Berlin is a survivor, a competent soldier who doesn't care much for soldiering, the man who escapes the daily horror by wandering after Cacciato to Paris. The epigram that starts the book--"Soldiers are dreamers," by Siegfried Sassoon--reminds us that they are, from Cacciato to Berlin, yes, even to Westmoreland, sitting in Saigon wanting to be another Grant, forgetting how Grant won battles: by throwing wave after wave of young men against the fire.
IT SEEMS FUNNY that Hemingway, who is certainly not the best American writer of this century, should have such an effect on so many young authors. Hemingway drones below the line on every page, and his themes, coarsely described as the West Point motto--Duty, Honor, Country--are also O'Brien's. But modified--if Hemingway is in some form or another the spiritual godfather of this book other influences also shine through. As Michael Herr said in his excellent book of reporting on the war, Dispatches, the crazy war in Vietnam and the equally crazy cultural revolution here both fed off the same circuit, to the point that the survivors of both of those twittering machines are almost indistinguishable from each other. "All Along the Watchtower" arcs above the prose as Hemingway does below, not Dylan's fearful version but Jimi Hendrix's scream. The prose itself is cool, boldly surreal for an American writer--magically realistic. That may be the only way an individual can capture and filter and finally understand the ultimate horror of Vietnam: stripping naked a burnt-out old man to search him for weapons, fishing the Lake Country for fish who don't live in shell craters. Even these vulgarities don't match the ones that flashed on our television screens every night for the better part of a decade--the Saigon police chief with his gun to the head of a suspect, Buddhist monks on fire in the streets of Hue, the little napalmed girl running in terror down a rural road. And so Paul Berlin, and one suspects O'Brien too, goes after Cacciato.

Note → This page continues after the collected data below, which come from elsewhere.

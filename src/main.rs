use anyhow::Context;
use dotenvy::dotenv;
use tracing::info;

use rollcall::router::init_router;
use rollcall::state::init_app_state;
use rollcall_observability::{init_metrics, init_tracing, metrics_app};

#[tokio::main]
async fn main() -> anyhow::Result<()> {
    dotenv().ok();

    init_tracing();

    let state = init_app_state().await?;
    let port = state.server_config.port;
    let base_url = state.server_config.base_url.clone();

    let mut app = init_router(state);
    if let Some(handle) = init_metrics() {
        app = app.merge(metrics_app(handle));
    }

    let listener = tokio::net::TcpListener::bind(("0.0.0.0", port))
        .await
        .with_context(|| format!("Failed to bind port {}", port))?;

    info!(port, base_url = %base_url, "Server running");
    info!("Swagger UI available at {}/swagger-ui", base_url);

    axum::serve(listener, app).await.context("Server error")?;
    Ok(())
}
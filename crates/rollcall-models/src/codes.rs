use serde::{Deserialize, Serialize};
use utoipa::ToSchema;

/// A freshly issued check-in URL.
#[derive(Debug, Clone, Serialize, Deserialize, ToSchema)]
#[serde(rename_all = "camelCase")]
pub struct CheckInCodeResponse {
    /// URL participants open to check in
    #[schema(example = "https://attendance.example.com/entrypoint/eyJhbGciOiJIUzI1NiJ9...")]
    pub url: String,
    /// Seconds until the embedded token expires
    #[schema(example = 300)]
    pub expires_in: i64,
}
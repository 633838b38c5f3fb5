pub mod controller;
pub mod router;

pub use router::init_home_router;
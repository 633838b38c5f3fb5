use std::env;

use crate::parse_list;

#[derive(Clone, Debug)]
pub struct CorsConfig {
    pub allowed_origins: Vec<String>,
}

impl CorsConfig {
    pub fn from_env() -> Self {
        let allowed_origins = parse_list(
            &env::var("ALLOWED_ORIGINS").unwrap_or_else(|_| "http://localhost:3000".to_string()),
        );

        Self { allowed_origins }
    }
}
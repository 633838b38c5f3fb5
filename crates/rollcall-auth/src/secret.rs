//! Signing secret.
//!
//! The check-in signing key lives in a secret store as a JSON document
//! (`{"jwtSecret": "..."}`). It is fetched on first use and then kept for
//! the lifetime of the process; there is no refresh.
//!
//! [`SecretCache`] guarantees a single in-flight fetch: concurrent first
//! callers wait on the same initialization. A failed fetch is not cached, so
//! the next request tries again.

use std::fmt;
use std::sync::Arc;

use anyhow::{Context, anyhow};
use async_trait::async_trait;
use serde_json::Value;
use tokio::sync::OnceCell;
use tracing::{info, instrument};

use rollcall_core::AppError;

/// Somewhere the signing secret can be read from.
#[async_trait]
pub trait SecretSource: Send + Sync {
    async fn fetch_secret(&self) -> anyhow::Result<String>;
}

/// Reads the secret from AWS Secrets Manager.
pub struct SecretsManagerSource {
    client: aws_sdk_secretsmanager::Client,
    secret_id: String,
    field: String,
}

impl SecretsManagerSource {
    pub fn new(
        client: aws_sdk_secretsmanager::Client,
        secret_id: impl Into<String>,
        field: impl Into<String>,
    ) -> Self {
        Self {
            client,
            secret_id: secret_id.into(),
            field: field.into(),
        }
    }
}

#[async_trait]
impl SecretSource for SecretsManagerSource {
    #[instrument(skip(self), fields(secret_id = %self.secret_id))]
    async fn fetch_secret(&self) -> anyhow::Result<String> {
        let response = self
            .client
            .get_secret_value()
            .secret_id(&self.secret_id)
            .send()
            .await
            .with_context(|| format!("Failed to read secret {}", self.secret_id))?;

        let raw = response
            .secret_string()
            .ok_or_else(|| anyhow!("Secret {} has no string value", self.secret_id))?;

        extract_secret_field(raw, &self.field)
    }
}

/// A secret known up front (local development, tests).
pub struct StaticSecretSource {
    secret: String,
}

impl StaticSecretSource {
    pub fn new(secret: impl Into<String>) -> Self {
        Self {
            secret: secret.into(),
        }
    }
}

#[async_trait]
impl SecretSource for StaticSecretSource {
    async fn fetch_secret(&self) -> anyhow::Result<String> {
        Ok(self.secret.clone())
    }
}

/// Pulls `field` out of a JSON secret document.
pub fn extract_secret_field(raw: &str, field: &str) -> anyhow::Result<String> {
    let document: Value = serde_json::from_str(raw).context("Secret value is not valid JSON")?;

    match document.get(field).and_then(Value::as_str) {
        Some(secret) if !secret.is_empty() => Ok(secret.to_string()),
        Some(_) => Err(anyhow!("Secret field {} is empty", field)),
        None => Err(anyhow!("Secret field {} is missing or not a string", field)),
    }
}

/// Process-wide, lazily fetched signing secret.
pub struct SecretCache {
    source: Arc<dyn SecretSource>,
    secret: OnceCell<String>,
}

impl SecretCache {
    pub fn new(source: Arc<dyn SecretSource>) -> Self {
        Self {
            source,
            secret: OnceCell::new(),
        }
    }

    /// Returns the secret, fetching it if this is the first successful call.
    ///
    /// # Errors
    ///
    /// Returns a store error when the fetch fails. Nothing is cached in that
    /// case.
    pub async fn get(&self) -> Result<&str, AppError> {
        self.secret
            .get_or_try_init(|| async {
                let secret = self.source.fetch_secret().await?;
                info!("Signing secret loaded");
                Ok::<_, anyhow::Error>(secret)
            })
            .await
            .map(String::as_str)
            .map_err(AppError::store)
    }

    pub fn is_loaded(&self) -> bool {
        self.secret.initialized()
    }
}

impl fmt::Debug for SecretCache {
    fn fmt(&self, f: &mut fmt::Formatter<'_>) -> fmt::Result {
        f.debug_struct("SecretCache")
            .field("loaded", &self.is_loaded())
            .finish()
    }
}

#[cfg(test)]
mod tests {
    use super::*;
    use std::sync::atomic::{AtomicUsize, Ordering};
    use std::time::Duration;

    struct CountingSource {
        calls: AtomicUsize,
        fail_first: bool,
    }

    #[async_trait]
    impl SecretSource for CountingSource {
        async fn fetch_secret(&self) -> anyhow::Result<String> {
            let call = self.calls.fetch_add(1, Ordering::SeqCst);
            tokio::time::sleep(Duration::from_millis(20)).await;
            if self.fail_first && call == 0 {
                return Err(anyhow!("secret store unavailable"));
            }
            Ok("fetched-secret".to_string())
        }
    }

    #[tokio::test]
    async fn test_concurrent_first_use_fetches_once() {
        let source = Arc::new(CountingSource {
            calls: AtomicUsize::new(0),
            fail_first: false,
        });
        let cache = Arc::new(SecretCache::new(source.clone()));

        let handles: Vec<_> = (0..16)
            .map(|_| {
                let cache = cache.clone();
                tokio::spawn(async move { cache.get().await.map(str::to_string) })
            })
            .collect();

        for handle in handles {
            assert_eq!(handle.await.unwrap().unwrap(), "fetched-secret");
        }
        assert_eq!(source.calls.load(Ordering::SeqCst), 1);
        assert!(cache.is_loaded());
    }

    #[tokio::test]
    async fn test_failed_fetch_is_not_cached() {
        let source = Arc::new(CountingSource {
            calls: AtomicUsize::new(0),
            fail_first: true,
        });
        let cache = SecretCache::new(source.clone());

        let err = cache.get().await.unwrap_err();
        assert_eq!(err.status.as_u16(), 500);
        assert!(!cache.is_loaded());

        assert_eq!(cache.get().await.unwrap(), "fetched-secret");
        assert_eq!(cache.get().await.unwrap(), "fetched-secret");
        assert_eq!(source.calls.load(Ordering::SeqCst), 2);
    }

    #[test]
    fn test_extract_secret_field() {
        let raw = r#"{"jwtSecret":"abc123","other":"x"}"#;
        assert_eq!(extract_secret_field(raw, "jwtSecret").unwrap(), "abc123");
    }

    #[test]
    fn test_extract_secret_field_rejects_bad_documents() {
        assert!(extract_secret_field("plain-text", "jwtSecret").is_err());
        assert!(extract_secret_field(r#"{"other":"x"}"#, "jwtSecret").is_err());
        assert!(extract_secret_field(r#"{"jwtSecret":42}"#, "jwtSecret").is_err());
        assert!(extract_secret_field(r#"{"jwtSecret":""}"#, "jwtSecret").is_err());
    }

    #[tokio::test]
    async fn test_static_source() {
        let cache = SecretCache::new(Arc::new(StaticSecretSource::new("dev-secret")));
        assert_eq!(cache.get().await.unwrap(), "dev-secret");
    }
}
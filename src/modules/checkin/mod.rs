pub mod controller;
pub mod router;
pub mod service;

pub use router::init_checkin_router;
pub use service::CheckInService;
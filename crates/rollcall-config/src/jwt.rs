use std::env;

use crate::env_or;

/// Where the check-in signing secret lives and how long tokens stay valid.
#[derive(Clone, Debug)]
pub struct TokenConfig {
    /// Secret identifier in the secret store.
    pub secret_name: String,
    /// JSON field of the stored secret holding the signing key.
    pub secret_field: String,
    /// Signing key supplied directly; skips the secret store when set.
    pub static_secret: Option<String>,
    /// Check-in token lifetime in seconds.
    pub token_expiry: i64,
}

impl TokenConfig {
    pub fn from_env() -> Self {
        Self {
            secret_name: env::var("JWT_SECRET_NAME").unwrap_or_else(|_| "jwt-secret".to_string()),
            secret_field: env::var("JWT_SECRET_FIELD")
                .unwrap_or_else(|_| "jwtSecret".to_string()),
            static_secret: env::var("JWT_SECRET").ok().filter(|s| !s.is_empty()),
            token_expiry: env_or("CHECKIN_TOKEN_EXPIRY", 300), // 5 minutes
        }
    }
}
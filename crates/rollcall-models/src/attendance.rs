//! Attendance domain models.
//!
//! [`AttendanceRecord`] is exactly what the attendance table holds, keyed by
//! `(classId, email)`. Attribute names are camelCase on the wire and in the
//! table. `validityTimestamp` is the table's time-to-live attribute: the
//! store drops the item on its own once that instant has passed.

use chrono::{DateTime, SecondsFormat, Utc};
use serde::{Deserialize, Serialize};
use utoipa::ToSchema;

/// One participant's check-in for one class.
#[derive(Debug, Clone, PartialEq, Eq, Serialize, Deserialize)]
#[serde(rename_all = "camelCase")]
pub struct AttendanceRecord {
    /// Partition key
    pub class_id: String,
    /// Sort key
    pub email: String,
    pub attendance: bool,
    /// ISO-8601 instant of the last check-in
    pub check_in_date: String,
    /// Epoch seconds after which the record expires
    pub validity_timestamp: i64,
    /// Serialized identity claims of the participant
    pub login_info: String,
}

impl AttendanceRecord {
    /// Builds the record written when a participant checks in at `now`.
    pub fn check_in(
        class_id: impl Into<String>,
        email: impl Into<String>,
        login_info: impl Into<String>,
        now: DateTime<Utc>,
        retention_seconds: i64,
    ) -> Self {
        Self {
            class_id: class_id.into(),
            email: email.into(),
            attendance: true,
            check_in_date: now.to_rfc3339_opts(SecondsFormat::Millis, true),
            validity_timestamp: now.timestamp() + retention_seconds,
            login_info: login_info.into(),
        }
    }

    pub fn is_expired_at(&self, now: DateTime<Utc>) -> bool {
        now.timestamp() > self.validity_timestamp
    }

    pub fn to_roster_entry(&self) -> RosterEntry {
        RosterEntry {
            email: self.email.clone(),
            attendance: self.attendance,
            date: self.check_in_date.clone(),
            login_info: self.login_info.clone(),
        }
    }
}

/// Roster projection of an [`AttendanceRecord`].
#[derive(Debug, Clone, PartialEq, Eq, Serialize, Deserialize, ToSchema)]
#[serde(rename_all = "camelCase")]
pub struct RosterEntry {
    #[schema(example = "a@x.com")]
    pub email: String,
    pub attendance: bool,
    /// Check-in instant (ISO-8601)
    #[schema(example = "2024-03-01T09:01:12.345Z")]
    pub date: String,
    pub login_info: String,
}

/// JSON roster of a class.
#[derive(Debug, Clone, Serialize, Deserialize, ToSchema)]
#[serde(rename_all = "camelCase")]
pub struct RosterResponse {
    #[schema(example = "CS101")]
    pub class_id: String,
    pub count: usize,
    pub entries: Vec<RosterEntry>,
}

impl RosterResponse {
    pub fn new(class_id: impl Into<String>, entries: Vec<RosterEntry>) -> Self {
        Self {
            class_id: class_id.into(),
            count: entries.len(),
            entries,
        }
    }
}
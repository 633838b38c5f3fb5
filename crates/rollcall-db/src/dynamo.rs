//! DynamoDB attendance table.
//!
//! Table layout: partition key `classId` (S), sort key `email` (S),
//! time-to-live attribute `validityTimestamp` (N). Check-ins are written with
//! `UpdateItem` so a repeat check-in overwrites the previous values in
//! place; the roster is a `Query` on the partition key, following
//! `LastEvaluatedKey` until every page has been read. Items past their
//! `validityTimestamp` are filtered out even if TTL has not removed them yet.

use std::time::Instant;

use anyhow::Context;
use async_trait::async_trait;
use aws_sdk_dynamodb::Client;
use aws_sdk_dynamodb::types::AttributeValue;
use chrono::Utc;
use serde_dynamo::from_items;
use tracing::{debug, instrument};

use rollcall_core::AppError;
use rollcall_models::AttendanceRecord;

use crate::store::AttendanceStore;

const UPDATE_EXPRESSION: &str = "SET attendance = :attendance, validityTimestamp = :validityTimestamp, checkInDate = :checkInDate, loginInfo = :loginInfo";

/// TTL deletion runs in the background and may lag behind expiry, so
/// expired items are filtered out of reads explicitly.
const UNEXPIRED_FILTER: &str = "validityTimestamp >= :now";

#[derive(Clone, Debug)]
pub struct DynamoAttendanceStore {
    client: Client,
    table_name: String,
}

impl DynamoAttendanceStore {
    pub fn new(client: Client, table_name: impl Into<String>) -> Self {
        Self {
            client,
            table_name: table_name.into(),
        }
    }
}

#[async_trait]
impl AttendanceStore for DynamoAttendanceStore {
    #[instrument(skip(self, record), fields(class_id = %record.class_id, email = %record.email))]
    async fn put_attendance(&self, record: &AttendanceRecord) -> Result<(), AppError> {
        let start = Instant::now();

        self.client
            .update_item()
            .table_name(&self.table_name)
            .key("classId", AttributeValue::S(record.class_id.clone()))
            .key("email", AttributeValue::S(record.email.clone()))
            .update_expression(UPDATE_EXPRESSION)
            .expression_attribute_values(":attendance", AttributeValue::Bool(record.attendance))
            .expression_attribute_values(
                ":validityTimestamp",
                AttributeValue::N(record.validity_timestamp.to_string()),
            )
            .expression_attribute_values(
                ":checkInDate",
                AttributeValue::S(record.check_in_date.clone()),
            )
            .expression_attribute_values(":loginInfo", AttributeValue::S(record.login_info.clone()))
            .send()
            .await
            .context("Failed to update attendance")
            .map_err(AppError::store)?;

        debug!(latency_ms = %start.elapsed().as_millis(), "Attendance updated");
        Ok(())
    }

    #[instrument(skip(self))]
    async fn class_attendance(&self, class_id: &str) -> Result<Vec<AttendanceRecord>, AppError> {
        let start = Instant::now();
        let now = Utc::now().timestamp();
        let mut records = Vec::new();
        let mut exclusive_start_key = None;
        let mut pages = 0usize;

        loop {
            let output = self
                .client
                .query()
                .table_name(&self.table_name)
                .key_condition_expression("classId = :classId")
                .filter_expression(UNEXPIRED_FILTER)
                .expression_attribute_values(":classId", AttributeValue::S(class_id.to_string()))
                .expression_attribute_values(":now", AttributeValue::N(now.to_string()))
                .set_exclusive_start_key(exclusive_start_key)
                .send()
                .await
                .context("Failed to query class attendance")
                .map_err(AppError::store)?;
            pages += 1;

            let page: Vec<AttendanceRecord> = from_items(output.items().to_vec())
                .context("Attendance item has an unexpected shape")
                .map_err(AppError::store)?;
            records.extend(page);

            match output.last_evaluated_key() {
                Some(key) if !key.is_empty() => exclusive_start_key = Some(key.clone()),
                _ => break,
            }
        }

        debug!(
            count = records.len(),
            pages,
            latency_ms = %start.elapsed().as_millis(),
            "Class attendance fetched"
        );
        Ok(records)
    }
}
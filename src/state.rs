use std::sync::Arc;

use anyhow::bail;
use aws_config::BehaviorVersion;
use aws_config::meta::region::RegionProviderChain;
use aws_sdk_dynamodb::config::Region;
use tracing::{info, warn};

use rollcall_auth::{
    SecretCache, SecretSource, SecretsManagerSource, StaticSecretSource, TokenService,
};
use rollcall_config::{
    CorsConfig, ServerConfig, SessionConfig, StoreBackend, StoreConfig, TokenConfig,
};
use rollcall_db::{AttendanceStore, init_store};

#[derive(Clone, Debug)]
pub struct AppState {
    pub store: Arc<dyn AttendanceStore>,
    pub tokens: TokenService,
    pub server_config: ServerConfig,
    pub store_config: StoreConfig,
    pub session_config: SessionConfig,
    pub cors_config: CorsConfig,
}

pub async fn load_aws_config(region: &str) -> aws_config::SdkConfig {
    let region_provider =
        RegionProviderChain::default_provider().or_else(Region::new(region.to_string()));

    aws_config::defaults(BehaviorVersion::latest())
        .region(region_provider)
        .load()
        .await
}

/// Refuses the built-in session secret outside the in-memory backend.
pub fn check_session_secret(session: &SessionConfig, store: &StoreConfig) -> anyhow::Result<()> {
    if !session.uses_default_secret() {
        return Ok(());
    }

    match store.backend {
        StoreBackend::Memory => {
            warn!("SESSION_SECRET is not set, sessions are signed with the development default");
            Ok(())
        }
        StoreBackend::DynamoDb => {
            bail!("SESSION_SECRET must be set when STORE_BACKEND is dynamodb")
        }
    }
}

pub async fn init_app_state() -> anyhow::Result<AppState> {
    let server_config = ServerConfig::from_env();
    let token_config = TokenConfig::from_env();
    let store_config = StoreConfig::from_env();
    let session_config = SessionConfig::from_env();

    check_session_secret(&session_config, &store_config)?;

    let sdk_config = load_aws_config(&store_config.aws_region).await;

    let secret_source: Arc<dyn SecretSource> = match &token_config.static_secret {
        Some(secret) => {
            info!("Using signing secret from JWT_SECRET");
            Arc::new(StaticSecretSource::new(secret.clone()))
        }
        None => {
            info!(secret_name = %token_config.secret_name, "Signing secret will be read from Secrets Manager");
            Arc::new(SecretsManagerSource::new(
                aws_sdk_secretsmanager::Client::new(&sdk_config),
                token_config.secret_name.clone(),
                token_config.secret_field.clone(),
            ))
        }
    };

    Ok(AppState {
        store: init_store(&store_config, &sdk_config),
        tokens: TokenService::new(Arc::new(SecretCache::new(secret_source)), token_config),
        server_config,
        store_config,
        session_config,
        cors_config: CorsConfig::from_env(),
    })
}
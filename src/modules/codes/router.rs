use axum::{Router, routing::get};

use crate::state::AppState;

use super::controller::{generate_code, get_checkin_code};

pub fn init_codes_router() -> Router<AppState> {
    Router::new().route("/generateCode/{class_id}", get(generate_code))
}

/// Mounted under `/api/classes`.
pub fn init_code_api_router() -> Router<AppState> {
    Router::new().route("/{class_id}/code", get(get_checkin_code))
}
use anyhow::anyhow;
use axum::{
    Form,
    extract::{FromRequest, Request, rejection::FormRejection},
};
use serde::de::DeserializeOwned;
use validator::{Validate, ValidationErrors};

use rollcall_core::AppError;

/// Joins the field messages, naming the field when a rule carries none.
fn format_errors(errors: &ValidationErrors) -> String {
    let mut messages = Vec::new();
    for (field, field_errors) in errors.field_errors() {
        for error in field_errors {
            messages.push(match &error.message {
                Some(message) => message.to_string(),
                None => format!("{} is invalid", field),
            });
        }
    }
    messages.join(", ")
}

/// URL-encoded form body, deserialized then validated.
///
/// Malformed bodies are rejected with 400, bodies failing validation with 422.
#[derive(Debug, Clone, Copy, Default)]
pub struct ValidatedForm<T>(pub T);

impl<T, S> FromRequest<S> for ValidatedForm<T>
where
    T: DeserializeOwned + Validate,
    S: Send + Sync,
{
    type Rejection = AppError;

    async fn from_request(req: Request, state: &S) -> Result<Self, Self::Rejection> {
        let Form(value) = Form::<T>::from_request(req, state)
            .await
            .map_err(|rejection| {
                let error_msg = rejection.body_text();

                if error_msg.contains("missing field") {
                    let field = error_msg
                        .split("missing field `")
                        .nth(1)
                        .and_then(|s| s.split('`').next())
                        .unwrap_or("unknown");
                    return AppError::bad_request(anyhow!("{} is required", field));
                }

                if matches!(rejection, FormRejection::InvalidFormContentType(_)) {
                    return AppError::bad_request(anyhow!(
                        "Missing 'Content-Type: application/x-www-form-urlencoded' header"
                    ));
                }

                AppError::bad_request(anyhow!("Invalid form body"))
            })?;

        value
            .validate()
            .map_err(|errors| AppError::unprocessable(anyhow!("{}", format_errors(&errors))))?;

        Ok(ValidatedForm(value))
    }
}
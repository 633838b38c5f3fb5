//! Server-rendered HTML pages.
//!
//! Every page shares [`layout`]. All interpolated values go through
//! [`escape_html`], including the application title.

use crate::utils::html::escape_html;

pub fn layout(title: &str, head_extra: &str, body: &str) -> String {
    format!(
        r#"<!DOCTYPE html>
<html lang="en">
<head>
<meta charset="utf-8">
<meta name="viewport" content="width=device-width, initial-scale=1">
<title>{title}</title>
{head_extra}
</head>
<body>
<header><h1>{title}</h1></header>
<main>
{body}
</main>
</body>
</html>
"#,
        title = escape_html(title),
        head_extra = head_extra,
        body = body,
    )
}

/// Landing page with the form that opens a class roster.
pub fn intro_page(title: &str) -> String {
    layout(
        title,
        "",
        r#"<p>Enter a class identifier to open its attendance page.</p>
<form method="post" action="/registerPage">
<label for="classId">Class</label>
<input id="classId" name="classId" type="text" required maxlength="256" autofocus>
<button type="submit">Open</button>
</form>"#,
    )
}

pub fn info_page(title: &str, message: &str) -> String {
    layout(
        title,
        "",
        &format!(r#"<p class="info">{}</p>"#, escape_html(message)),
    )
}

pub fn error_page(title: &str, message: &str) -> String {
    layout(
        title,
        "",
        &format!(r#"<p class="error">{}</p>"#, escape_html(message)),
    )
}

/// Roster page shown to the organizer.
///
/// The page reloads itself every `refresh_interval` seconds, which both
/// updates the list and fetches a new QR code from `code_url`.
pub fn register_page(
    title: &str,
    class_id: &str,
    emails: &[String],
    code_url: &str,
    refresh_interval: u64,
) -> String {
    let list = if emails.is_empty() {
        "<p>No check-ins yet.</p>".to_string()
    } else {
        let items: String = emails
            .iter()
            .map(|email| format!("<li>{}</li>\n", escape_html(email)))
            .collect();
        format!("<ol>\n{}</ol>", items)
    };

    let body = format!(
        r#"<h2>Class {class_id}</h2>
<section class="code">
<img src="{code_url}" alt="Check-in QR code" width="300" height="300">
</section>
<section class="roster">
<h3>Checked in ({count})</h3>
{list}
</section>"#,
        class_id = escape_html(class_id),
        code_url = escape_html(code_url),
        count = emails.len(),
        list = list,
    );

    layout(
        title,
        &format!(
            r#"<meta http-equiv="refresh" content="{}">"#,
            refresh_interval
        ),
        &body,
    )
}
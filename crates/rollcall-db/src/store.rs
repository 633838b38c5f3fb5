use std::fmt::Debug;

use async_trait::async_trait;

use rollcall_core::AppError;
use rollcall_models::AttendanceRecord;

/// Durable `(classId, email) -> AttendanceRecord` mapping with expiry.
///
/// Implementations must keep at most one record per key; a put overwrites
/// every mutable attribute of an existing record. Expired records
/// (`validityTimestamp` in the past) are removed by the backend itself and
/// must not be returned once gone.
#[async_trait]
pub trait AttendanceStore: Send + Sync + Debug {
    /// Creates or overwrites the record for `(record.class_id, record.email)`.
    async fn put_attendance(&self, record: &AttendanceRecord) -> Result<(), AppError>;

    /// Every live record of `class_id`, in storage order.
    async fn class_attendance(&self, class_id: &str) -> Result<Vec<AttendanceRecord>, AppError>;
}
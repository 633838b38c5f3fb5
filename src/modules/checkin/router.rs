use axum::{Router, routing::get};

use crate::state::AppState;

use super::controller::check_in;

pub fn init_checkin_router() -> Router<AppState> {
    Router::new().route("/entrypoint/{token}", get(check_in))
}
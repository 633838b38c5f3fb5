//! Application error type.
//!
//! Every fallible operation in Rollcall returns [`AppError`]: an HTTP status
//! paired with an [`anyhow::Error`]. The status decides how the failure is
//! surfaced; the error carries the message and its source chain.
//!
//! | failure                     | status |
//! |-----------------------------|--------|
//! | invalid or expired token    | 401    |
//! | organizer check failed      | 403    |
//! | malformed request           | 400    |
//! | validation failure          | 422    |
//! | attendance/secret store     | 500    |

use anyhow::{Error, anyhow};
use axum::{
    Json,
    http::StatusCode,
    response::{IntoResponse, Response},
};
use serde::Serialize;
use utoipa::ToSchema;

#[derive(Debug)]
pub struct AppError {
    pub status: StatusCode,
    pub error: Error,
}

/// JSON body returned for every error response.
#[derive(Debug, Serialize, ToSchema)]
pub struct ErrorResponse {
    pub error: String,
}

impl AppError {
    pub fn new<E>(status: StatusCode, err: E) -> Self
    where
        E: Into<Error>,
    {
        Self {
            status,
            error: err.into(),
        }
    }

    pub fn internal<E>(err: E) -> Self
    where
        E: Into<Error>,
    {
        Self::new(StatusCode::INTERNAL_SERVER_ERROR, err)
    }

    pub fn internal_error(message: impl Into<String>) -> Self {
        Self::new(StatusCode::INTERNAL_SERVER_ERROR, anyhow!(message.into()))
    }

    pub fn unprocessable<E>(err: E) -> Self
    where
        E: Into<Error>,
    {
        Self::new(StatusCode::UNPROCESSABLE_ENTITY, err)
    }

    pub fn bad_request<E>(err: E) -> Self
    where
        E: Into<Error>,
    {
        Self::new(StatusCode::BAD_REQUEST, err)
    }

    pub fn unauthorized(message: impl Into<String>) -> Self {
        Self::new(StatusCode::UNAUTHORIZED, anyhow!(message.into()))
    }

    pub fn forbidden(message: impl Into<String>) -> Self {
        Self::new(StatusCode::FORBIDDEN, anyhow!(message.into()))
    }

    /// Failure talking to the attendance table or the secret store.
    pub fn store<E>(err: E) -> Self
    where
        E: Into<Error>,
    {
        Self::new(StatusCode::INTERNAL_SERVER_ERROR, err)
    }

    pub fn is_unauthorized(&self) -> bool {
        self.status == StatusCode::UNAUTHORIZED
    }
}

impl std::fmt::Display for AppError {
    fn fmt(&self, f: &mut std::fmt::Formatter<'_>) -> std::fmt::Result {
        write!(f, "{}: {}", self.status, self.error)
    }
}

impl IntoResponse for AppError {
    fn into_response(self) -> Response {
        if self.status.is_server_error() {
            tracing::error!(status = %self.status.as_u16(), error = ?self.error, "Request failed");
        }

        let body = Json(ErrorResponse {
            error: self.error.to_string(),
        });

        (self.status, body).into_response()
    }
}

impl<E> From<E> for AppError
where
    E: Into<Error>,
{
    fn from(err: E) -> Self {
        AppError::internal(err)
    }
}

All along the trail there are glimpses of Cacciato, as he helps the squad out of trouble, until the final ending in Paris where the squad is left essentially where they started: without Cacciato, leaderless, without a sense of mission. The man who laughed has slipped away again, and Paul Berlin, left with his sense of obligation, climbs down from the observation tower to go back to the senseless war. Michael Herr relates in Dispatches the story of passing a blind man on a New York street with a friend who was a medic in Vietnam. Around the man's neck was a sign that read, "My Nights Are Darker Than Your Days." Herr and his friend looked at each other, almost guiltily; if you only knew, they thought. Going After Cacciato was six years in the writing; let us hope O'Brien writes again soon. He helps answer, for the men who did what they did, to the shrill facts of history.